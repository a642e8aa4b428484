//! content-forge: schema-validated content generation against hosted LLM APIs.
//!
//! A task names a kind and its inputs. The pipeline renders a prompt from the
//! kind's schema, calls the model, validates the reply against the schema
//! and retries until it conforms. Accepted output is stored as an immutable
//! artifact with its provenance.

pub mod cli;
pub mod error;
pub mod llm;
pub mod metrics;
pub mod pipeline;
pub mod prompts;
pub mod schema;
pub mod storage;
pub mod utils;
pub mod validation;

// Re-export commonly used types
pub use error::{FieldViolation, LlmError, PromptError, RegistryError, ValidationError};
pub use pipeline::{
    ErrorKind, PipelineConfig, PipelineFailure, PipelineOrchestrator, PipelineResult, TaskSpec,
};
pub use schema::{Schema, SchemaRegistry, TaskKind};
pub use storage::{Artifact, ArtifactId, ArtifactStore, StorageError};
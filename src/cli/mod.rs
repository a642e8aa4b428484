//! Command-line interface for content-forge.
//!
//! Provides commands for running tasks and the content chain, and for
//! inspecting the artifact store and schema registry.

mod commands;

pub use commands::{parse_cli, run, run_with_cli, Cli, Commands};
//! LLM integration: provider seam, model client adapter and cost tracking.
//!
//! Providers perform single remote calls behind the [`LlmProvider`] trait.
//! [`ModelClient`] wraps a provider with the retry, timeout, cancellation and
//! cost-attribution policy the pipeline relies on.
//!
//! ```ignore
//! use std::sync::Arc;
//! use std::time::Duration;
//! use tokio_util::sync::CancellationToken;
//! use content_forge::llm::{CostTracker, InvokeOptions, ModelClient, OpenRouterProvider, RetryPolicy};
//!
//! let provider = Arc::new(OpenRouterProvider::new(api_key, "openai/gpt-4.1".to_string())?);
//! let client = ModelClient::new(provider, RetryPolicy::default(), Arc::new(CostTracker::new(10.0, 100.0)));
//! let response = client
//!     .invoke(&payload, &InvokeOptions::new(Duration::from_secs(120)), &CancellationToken::new())
//!     .await?;
//! ```

pub mod client;
pub mod cost;
pub mod provider;
pub mod providers;
pub mod retry;

pub use client::{
    classify, InvokeError, InvokeOptions, ModelClient, ModelResponse, TransportFailure,
};
pub use cost::{CostReport, CostTracker, ModelPricing, UsageRecord};
pub use provider::{Choice, GenerationRequest, GenerationResponse, LlmProvider, Message, Usage};
pub use providers::{OpenRouterProvider, ScriptedProvider, ScriptedReply};
pub use retry::RetryPolicy;
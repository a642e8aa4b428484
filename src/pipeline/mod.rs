//! Generation pipeline.
//!
//! - **Task**: the declarative request ([`TaskSpec`], [`ModelParams`])
//! - **Config**: retry ceilings, timeouts, budgets ([`PipelineConfig`])
//! - **Orchestrator**: drives one task to a [`PipelineResult`]
//! - **Chain**: background discovery → structural planning → draft generation
//!
//! # Example
//!
//! ```rust,ignore
//! use content_forge::pipeline::{PipelineConfig, PipelineOrchestrator, TaskSpec};
//! use content_forge::schema::{SchemaRegistry, TaskKind};
//! use std::sync::Arc;
//!
//! let config = PipelineConfig::from_env()?;
//! let orchestrator = PipelineOrchestrator::new(config, registry, provider, store)?;
//!
//! let task = TaskSpec::new(TaskKind::BackgroundDiscovery).with_input("topic", "Tidal energy");
//! match orchestrator.run(task).await {
//!     PipelineResult::Success(artifact) => println!("stored {}", artifact.id),
//!     PipelineResult::Failure(failure) => eprintln!("{}", failure),
//! }
//! ```

pub mod chain;
pub mod config;
pub mod orchestrator;
pub mod result;
pub mod task;

pub use chain::{draft_title, ChainError, ChainParams, ChainResult, ContentChain};
pub use config::{ConfigError, PipelineConfig};
pub use orchestrator::{PipelineOrchestrator, PipelineStats};
pub use result::{
    AttemptPhase, AttemptRecord, ErrorKind, FailureCause, PipelineFailure, PipelineResult,
};
pub use task::{ModelParams, TaskSpec, DEFAULT_MODEL};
• • •
## What to work on
Return every line of the listing that has the word "PipelineFailure" in it.

## Written solution
    ErrorKind, PipelineConfig, PipelineFailure, PipelineOrchestrator, PipelineResult, TaskSpec,
    AttemptPhase, AttemptRecord, ErrorKind, FailureCause, PipelineFailure, PipelineResult,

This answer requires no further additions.